LIVE · BRIEFING WIRE
FlightLogic Brief Daily aviation wire
← Reddit
● RDT COMM ·ratatouillezucchini ·May 31, 2026 ·22:48Z

Help with planning a plane trip to fly on a 747 and A318

Two aviation enthusiasts are planning a vacation specifically to fly on a Boeing 747 and an Airbus A318. The Airbus A318 is primarily operated by Air France while 747s have become rare in commercial service, making such a trip potentially complicated and requiring multiple connecting flights.
Detailed analysis

The pursuit of type-specific air travel experiences has become a meaningful subculture within aviation enthusiasm, and the two aircraft highlighted in this discussion — the Boeing 747 and Airbus A318 — represent particularly challenging targets given the accelerated pace of fleet retirements across the industry. The Boeing 747's presence in commercial passenger service has contracted dramatically in the post-pandemic period, with major operators including British Airways, KLM, and Qantas having retired their fleets entirely during the 2020–2022 period. As of the mid-2020s, meaningful passenger 747 operations are concentrated primarily with Lufthansa, which has retained its 747-8i fleet on high-density long-haul routes out of Frankfurt, and Korean Air, which continues operating 747-8s on select transpacific and Asian routes. These represent the most accessible and schedulable options for travelers intent on the type.

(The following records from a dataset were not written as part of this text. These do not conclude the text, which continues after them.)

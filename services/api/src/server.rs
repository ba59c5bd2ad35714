use crate::cli::ServeArgs;
use crate::infra::{listing_store, AppState};
use crate::routes::with_marketplace_routes;
use axum::Extension;
use axum_prometheus::PrometheusMetricLayer;
use estate_market::config::AppConfig;
use estate_market::error::AppError;
use estate_market::listings::ListingService;
use estate_market::telemetry;
use std::sync::atomic::Ordering;
use std::sync::Arc;
use tracing::info;

pub(crate) async fn run(mut args: ServeArgs) -> Result<(), AppError> {
    let mut config = AppConfig::load()?;

    if let Some(host) = args.host.take() {
        config.server.host = host;
    }
    if let Some(port) = args.port.take() {
        config.server.port = port;
    }

    telemetry::init(&config.telemetry)?;

    let (prometheus_layer, prometheus_handle) = PrometheusMetricLayer::pair();
    let readiness_flag = Arc::new(std::sync::atomic::AtomicBool::new(false));
    let app_state = AppState {
        readiness: readiness_flag.clone(),
        metrics: Arc::new(prometheus_handle),
    };

    let store = Arc::new(listing_store(args.seed.as_deref())?);
    let listing_service = Arc::new(ListingService::new(store, config.query));

    let app = with_marketplace_routes(listing_service)
        .layer(Extension(app_state))
        .layer(prometheus_layer);

    let addr = config.server.socket_addr()?;
    let listener = tokio::net::TcpListener::bind(addr).await?;
    readiness_flag.store(true, Ordering::Release);

    info!(
        ?config.environment,
        %addr,
        default_page_size = config.query.default_page_size,
        max_page_size = config.query.max_page_size,
        "estate market api ready"
    );

    axum::serve(listener, app).await?;
    Ok(())
}
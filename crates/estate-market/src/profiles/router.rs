use axum::{http::StatusCode, response::IntoResponse, routing::post, Json, Router};

use super::completion::ProfileCompletion;
use super::domain::UserProfile;

pub fn profile_router() -> Router {
    Router::new().route("/api/v1/profiles/completion", post(completion_handler))
}

pub(crate) async fn completion_handler(Json(profile): Json<UserProfile>) -> impl IntoResponse {
    let completion = ProfileCompletion::evaluate(&profile);
    tracing::debug!(
        role = profile.role.label(),
        percentage = completion.percentage,
        "profile completion evaluated"
    );
    (StatusCode::OK, Json(completion))
}
use std::sync::Arc;

use axum::http::StatusCode;
use axum::response::Response;
use serde_json::Value;

use crate::listings::domain::{
    AreaUnit, GeoPoint, ListingDraft, ListingId, ListingType, Location, ProjectInfo,
    PropertyCategory, Specifications,
};
use crate::listings::{listing_router, Listing, ListingService};
use crate::query::{Predicate, QueryLimits};
use crate::store::{FindSpec, InMemoryListingStore, ListingStore, ScoredListing, StoreError};

pub(super) fn draft(title: &str, city: &str, price: f64) -> ListingDraft {
    ListingDraft {
        owner_id: "agent-7".to_string(),
        title: title.to_string(),
        description: "Light-filled rooms close to transit".to_string(),
        price,
        listing_type: ListingType::Sale,
        category: PropertyCategory::Condo,
        specifications: Specifications {
            bedrooms: 2,
            bathrooms: 1,
            area: 92.5,
            area_unit: AreaUnit::Sqm,
            year_built: Some(2012),
        },
        location: Location {
            address: "400 Congress Ave".to_string(),
            city: city.to_string(),
            state: "TX".to_string(),
            zip_code: "78701".to_string(),
            coordinates: GeoPoint {
                lat: 30.2672,
                lng: -97.7431,
            },
        },
        project: Some(ProjectInfo {
            name: "Congress Tower".to_string(),
            developer: "Lone Star Builders".to_string(),
        }),
        amenities: vec!["Gym".to_string(), "Rooftop deck".to_string()],
        tags: vec!["downtown".to_string()],
        featured: false,
        expires_at: None,
    }
}

pub(super) fn build_service() -> (ListingService<InMemoryListingStore>, Arc<InMemoryListingStore>) {
    let store = Arc::new(InMemoryListingStore::new());
    let service = ListingService::new(store.clone(), QueryLimits::default());
    (service, store)
}

pub(super) fn router_with_service(service: ListingService<InMemoryListingStore>) -> axum::Router {
    listing_router(Arc::new(service))
}

pub(super) async fn read_json_body(response: Response) -> Value {
    let body = axum::body::to_bytes(response.into_body(), 1 << 20)
        .await
        .expect("read body");
    serde_json::from_slice(&body).expect("json payload")
}

pub(super) fn assert_status(response: &Response, expected: StatusCode) {
    assert_eq!(response.status(), expected);
}

/// Store whose every call fails, for exercising the 500 path.
pub(super) struct UnavailableStore;

impl ListingStore for UnavailableStore {
    fn insert(&self, _listing: Listing) -> Result<Listing, StoreError> {
        Err(StoreError::Unavailable("connection refused by db-1:27017".to_string()))
    }

    fn fetch(&self, _id: &ListingId) -> Result<Option<Listing>, StoreError> {
        Err(StoreError::Unavailable("connection refused by db-1:27017".to_string()))
    }

    fn remove(&self, _id: &ListingId) -> Result<Listing, StoreError> {
        Err(StoreError::Unavailable("connection refused by db-1:27017".to_string()))
    }

    fn find(&self, _spec: &FindSpec<'_>) -> Result<Vec<ScoredListing>, StoreError> {
        Err(StoreError::Unavailable("connection refused by db-1:27017".to_string()))
    }

    fn count(&self, _filter: &Predicate) -> Result<u64, StoreError> {
        Err(StoreError::Unavailable("connection refused by db-1:27017".to_string()))
    }

    fn modify<F, E>(&self, _id: &ListingId, _apply: F) -> Result<Listing, E>
    where
        F: FnOnce(&mut Listing) -> Result<(), E>,
        E: From<StoreError>,
    {
        Err(StoreError::Unavailable("connection refused by db-1:27017".to_string()).into())
    }
}
use super::filter::parse_number;
use super::predicate::Predicate;
use super::schema::Field;
use super::{DropReason, Fragments, QueryParams, NEAR, RADIUS};
use crate::listings::domain::GeoPoint;

pub const EARTH_RADIUS_KM: f64 = 6371.0;

/// Adds a spherical containment predicate for `near=lat,lng&radius=km`.
///
/// Partial or invalid input leaves the filter untouched.
pub(crate) fn apply(params: &QueryParams, fragments: &mut Fragments) {
    let near = params.get(NEAR);
    let radius = params.get(RADIUS);
    if near.is_none() && radius.is_none() {
        return;
    }

    match radius_predicate(near, radius) {
        Some(predicate) => fragments.push(predicate),
        None => fragments.drop_fragment(NEAR, DropReason::InvalidGeo),
    }
}

fn radius_predicate(near: Option<&str>, radius: Option<&str>) -> Option<Predicate> {
    let center = parse_point(near?)?;
    let radius_km = parse_number(radius?).filter(|km| *km > 0.0)?;

    Some(Predicate::GeoWithin {
        field: Field::Coordinates,
        center,
        radius_radians: radius_km / EARTH_RADIUS_KM,
    })
}

fn parse_point(raw: &str) -> Option<GeoPoint> {
    let (lat, lng) = raw.split_once(',')?;
    let point = GeoPoint {
        lat: parse_number(lat)?,
        lng: parse_number(lng)?,
    };
    point.is_valid().then_some(point)
}

/// Great-circle central angle between two points, in radians.
pub fn central_angle(a: GeoPoint, b: GeoPoint) -> f64 {
    let (lat1, lat2) = (a.lat.to_radians(), b.lat.to_radians());
    let d_lat = lat2 - lat1;
    let d_lng = (b.lng - a.lng).to_radians();

    let h = (d_lat / 2.0).sin().powi(2) + lat1.cos() * lat2.cos() * (d_lng / 2.0).sin().powi(2);
    2.0 * h.sqrt().min(1.0).asin()
}
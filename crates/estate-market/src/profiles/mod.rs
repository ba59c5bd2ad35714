//! User profiles and the weighted completion score shown on account pages.

pub mod completion;
pub mod domain;
pub mod router;

pub use completion::{ProfileCompletion, ProfileSection};
pub use domain::{AgentDetails, PostalAddress, UserProfile, UserRole};
pub use router::profile_router;
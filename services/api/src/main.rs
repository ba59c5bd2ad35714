use estate_market_api::run;

#[tokio::main]
async fn main() {
    if let Err(err) = run().await {
        eprintln!("application error: {err}");
        std::process::exit(1);
    }
}
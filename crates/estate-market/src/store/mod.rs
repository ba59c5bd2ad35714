//! Result executor boundary for the listing query pipeline.

mod eval;
pub mod memory;

pub use memory::InMemoryListingStore;

use crate::listings::domain::{Listing, ListingId};
use crate::query::{Predicate, SortKey};

/// Data-query directives. Counting never sees these, only the bare filter.
#[derive(Debug, Clone, Copy)]
pub struct FindSpec<'a> {
    pub filter: &'a Predicate,
    pub sort: &'a [SortKey],
    pub skip: u64,
    pub limit: u64,
}

/// A matched listing plus its relevance score when the filter carries a text search.
#[derive(Debug, Clone, PartialEq)]
pub struct ScoredListing {
    pub listing: Listing,
    pub score: Option<f64>,
}

/// One page of hits plus the total matched by the unpaginated filter.
#[derive(Debug, Clone, PartialEq)]
pub struct FoundPage {
    pub hits: Vec<ScoredListing>,
    pub total: u64,
}

/// Storage abstraction so the service module can be exercised in isolation.
pub trait ListingStore: Send + Sync {
    fn insert(&self, listing: Listing) -> Result<Listing, StoreError>;
    fn fetch(&self, id: &ListingId) -> Result<Option<Listing>, StoreError>;
    fn remove(&self, id: &ListingId) -> Result<Listing, StoreError>;
    fn find(&self, spec: &FindSpec<'_>) -> Result<Vec<ScoredListing>, StoreError>;
    fn count(&self, filter: &Predicate) -> Result<u64, StoreError>;

    /// Read-modify-write of one record, atomic with respect to other writers.
    ///
    /// `apply` works on a copy; the stored record only changes when it returns `Ok`.
    fn modify<F, E>(&self, id: &ListingId, apply: F) -> Result<Listing, E>
    where
        F: FnOnce(&mut Listing) -> Result<(), E>,
        E: From<StoreError>;

    /// Data query and count. Stores that can serve both from one snapshot should override this.
    fn find_page(&self, spec: &FindSpec<'_>) -> Result<FoundPage, StoreError> {
        let hits = self.find(spec)?;
        let total = self.count(spec.filter)?;
        Ok(FoundPage { hits, total })
    }
}

/// Error enumeration for store failures.
#[derive(Debug, thiserror::Error)]
pub enum StoreError {
    #[error("record already exists")]
    Conflict,
    #[error("record not found")]
    NotFound,
    /// The store rejected a predicate it was handed. Translated queries never produce one.
    #[error("predicate cannot be executed: {0}")]
    InvalidPredicate(String),
    #[error("store unavailable: {0}")]
    Unavailable(String),
}
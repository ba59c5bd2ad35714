use std::thread;

use super::common::*;
use crate::listings::domain::{ListingId, ListingStatus, ListingUpdate, ListingValidationError};
use crate::listings::ListingServiceError;
use crate::query::{DropReason, QueryError, QueryParams};
use crate::store::{ListingStore, StoreError};

#[test]
fn create_assigns_id_and_pending_status() {
    let (service, store) = build_service();
    let listing = service
        .create(draft("Downtown condo", "Austin", 525_000.0))
        .expect("draft is valid");

    assert!(listing.id.0.starts_with("lst-"));
    assert_eq!(listing.status, ListingStatus::Pending);
    assert!(listing.is_active);
    assert_eq!(listing.revision, 0);
    assert!(store.fetch(&listing.id).expect("fetch").is_some());
}

#[test]
fn create_rejects_invalid_drafts() {
    let (service, _) = build_service();

    match service.create(draft("   ", "Austin", 1.0)) {
        Err(ListingServiceError::Validation(ListingValidationError::Blank { field })) => {
            assert_eq!(field, "title")
        }
        other => panic!("expected blank title, got {other:?}"),
    }

    let mut off_map = draft("Somewhere", "Austin", 1.0);
    off_map.location.coordinates.lat = 123.0;
    assert!(matches!(
        service.create(off_map),
        Err(ListingServiceError::Validation(ListingValidationError::Coordinates { .. }))
    ));

    assert!(matches!(
        service.create(draft("Free house", "Austin", 0.0)),
        Err(ListingServiceError::Validation(ListingValidationError::Price))
    ));
}

#[test]
fn get_counts_views_and_like_counts_likes() {
    let (service, store) = build_service();
    let created = service
        .create(draft("Condo", "Austin", 300_000.0))
        .expect("created");

    service.get(&created.id).expect("first view");
    let viewed = service.get(&created.id).expect("second view");
    assert_eq!(viewed.views, 2);

    let liked = service.like(&created.id).expect("liked");
    assert_eq!(liked.likes, 1);
    let stored = store.fetch(&created.id).expect("fetch").expect("present");
    assert_eq!((stored.views, stored.likes), (2, 1));
}

#[test]
fn update_applies_partial_changes_and_bumps_revision() {
    let (service, _) = build_service();
    let created = service
        .create(draft("Condo", "Austin", 300_000.0))
        .expect("created");

    let updated = service
        .update(
            &created.id,
            ListingUpdate {
                price: Some(289_000.0),
                tags: Some(vec!["price-drop".to_string()]),
                ..ListingUpdate::default()
            },
        )
        .expect("update applies");

    assert_eq!(updated.price, 289_000.0);
    assert_eq!(updated.tags, vec!["price-drop".to_string()]);
    assert_eq!(updated.title, "Condo");
    assert_eq!(updated.revision, 1);
    assert!(updated.updated_at >= created.updated_at);

    let invalid = service.update(
        &created.id,
        ListingUpdate {
            price: Some(-5.0),
            ..ListingUpdate::default()
        },
    );
    assert!(matches!(
        invalid,
        Err(ListingServiceError::Validation(ListingValidationError::Price))
    ));
}

#[test]
fn missing_listings_surface_not_found() {
    let (service, _) = build_service();
    let id = ListingId("lst-missing".to_string());

    for result in [
        service.get(&id),
        service.like(&id),
        service.delete(&id),
        service.update(&id, ListingUpdate::default()),
    ] {
        assert!(matches!(
            result,
            Err(ListingServiceError::Store(StoreError::NotFound))
        ));
    }
}

#[test]
fn search_total_ignores_paging() {
    let (service, _) = build_service();
    for index in 0..7 {
        service
            .create(draft(&format!("Condo {index}"), "Austin", 200_000.0 + index as f64))
            .expect("created");
    }
    service
        .create(draft("Ranch", "Dallas", 250_000.0))
        .expect("created");

    let page = service
        .search(&QueryParams::parse("city=austin&page=2&limit=3&sort=price"))
        .expect("search runs");

    assert_eq!(page.data.len(), 3);
    assert_eq!(page.pagination.total, 7);
    assert_eq!(page.pagination.pages, 3);
    assert!(page.pagination.has_next);
    assert!(page.pagination.has_prev);
    assert_eq!(page.data[0]["price"], 200_003.0);
    assert!(page.data[0].get("revision").is_none());
}

#[test]
fn search_projection_and_relevance_score() {
    let (service, _) = build_service();
    service
        .create(draft("Lakeside cottage by the lake", "Austin", 410_000.0))
        .expect("created");
    service
        .create(draft("City loft", "Austin", 390_000.0))
        .expect("created");

    let page = service
        .search(&QueryParams::parse("text=lake&fields=title"))
        .expect("search runs");

    assert_eq!(page.pagination.total, 1);
    let document = page.data[0].as_object().expect("object");
    let mut keys: Vec<&str> = document.keys().map(String::as_str).collect();
    keys.sort_unstable();
    assert_eq!(keys, ["id", "score", "title"]);
    assert!(document["score"].as_f64().expect("numeric score") > 0.0);
}

#[test]
fn search_reports_dropped_fragments_and_refuses_injection() {
    let (service, _) = build_service();
    service
        .create(draft("Condo", "Austin", 300_000.0))
        .expect("created");

    let page = service
        .search(&QueryParams::parse("minPrice=abc"))
        .expect("malformed fragment is dropped");
    assert_eq!(page.pagination.total, 1);
    assert_eq!(page.dropped.len(), 1);
    assert_eq!(page.dropped[0].key, "minPrice");

    assert!(matches!(
        service.search(&QueryParams::parse("$where=1")),
        Err(ListingServiceError::Query(QueryError::ForbiddenKey(_)))
    ));
}

#[test]
fn oversized_terms_are_dropped_before_reaching_the_store() {
    let (service, _) = build_service();
    service
        .create(draft("Condo", "Austin", 300_000.0))
        .expect("created");
    let long = "a".repeat(2000);

    for key in ["search", "q", "city", "title"] {
        let page = service
            .search(&QueryParams::from_pairs([(key, long.as_str())]))
            .expect("oversized term is dropped");
        assert_eq!(page.pagination.total, 1);
        assert_eq!(page.dropped.len(), 1);
        assert_eq!(page.dropped[0].key, key);
        assert_eq!(page.dropped[0].reason, DropReason::TermTooLong);
    }
}

#[test]
fn concurrent_likes_and_views_are_all_counted() {
    let (service, store) = build_service();
    let created = service
        .create(draft("Condo", "Austin", 300_000.0))
        .expect("created");

    thread::scope(|scope| {
        for _ in 0..8 {
            scope.spawn(|| {
                for _ in 0..250 {
                    service.like(&created.id).expect("liked");
                    service.get(&created.id).expect("viewed");
                }
            });
        }
    });

    let stored = store.fetch(&created.id).expect("fetch").expect("present");
    assert_eq!((stored.likes, stored.views), (2_000, 2_000));
}

#[test]
fn views_never_revert_a_concurrent_update() {
    let (service, store) = build_service();
    let created = service
        .create(draft("Condo", "Austin", 300_000.0))
        .expect("created");

    thread::scope(|scope| {
        scope.spawn(|| {
            for _ in 0..500 {
                service.get(&created.id).expect("viewed");
            }
        });
        scope.spawn(|| {
            for step in 1..=100 {
                let changes = ListingUpdate {
                    price: Some(300_000.0 + f64::from(step)),
                    ..ListingUpdate::default()
                };
                service.update(&created.id, changes).expect("updated");
            }
        });
    });

    let stored = store.fetch(&created.id).expect("fetch").expect("present");
    assert_eq!(stored.price, 300_100.0);
    assert_eq!(stored.revision, 100);
    assert_eq!(stored.views, 500);
}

The Airbus A318 presents a more acute availability problem. The type was never produced in large numbers — fewer than 80 were delivered across all operators — and its commercial footprint has shrunk considerably. British Airways operated a celebrated A318-only transatlantic service between London City Airport and New York JFK, a route specifically designed around the aircraft's steep-approach certification and long-range capability with a Shannon fuel stop, but that service was suspended during the pandemic and not meaningfully restored. Air France retained A318s in its narrowbody fleet for European operations, though fleet utilization for the type has diminished. Anyone planning a trip around guaranteed A318 exposure faces the compounding risk of schedule substitution, as airlines routinely swap equipment on short-haul routes without passenger notice. Monitoring tools such as Flightradar24's aircraft-specific tracking and third-party seat reservation confirmations tied to specific tail numbers provide the best mitigation against this uncertainty.

For professional pilots and aviation operators, the conversation this Reddit thread reflects speaks directly to a broader and consequential industry trend: the retirement of wide-body and niche-narrowbody types at a pace that is outrunning new aircraft deliveries. The 747's decline from the primary intercontinental workhorse to a boutique fleet item mirrors the simultaneous contraction of the A380 in active service, with multiple carriers retiring those aircraft earlier than originally planned. For crews type-rated on these aircraft, the commercial pool continues narrowing. For corporate and charter operators, the departure of these types from passenger service has also shaped the used aircraft market, as 747s in particular have found second lives as freighters or VVIP platforms — a transition visible in the growing number of BBJ and ACJ-class ultra-long-range configurations now competing with converted commercial widebodies in the high-net-worth charter segment.

The feasibility question posed in the original post is answerable but demands careful logistics. A Lufthansa long-haul routing out of Frankfurt remains the most reliable path to a 747 experience, particularly on routes to North America or Asia where the 747-8i is regularly scheduled. Pairing that with an Air France intra-European segment — and verifying equipment assignment as close to departure as possible — represents the most practical itinerary structure. The broader lesson for aviation operators is that the window for experiencing these types in revenue service is genuinely closing, and the pace of replacement by A350, 787, and A321XLR family aircraft means the industry's fleet composition will look fundamentally different within the next decade.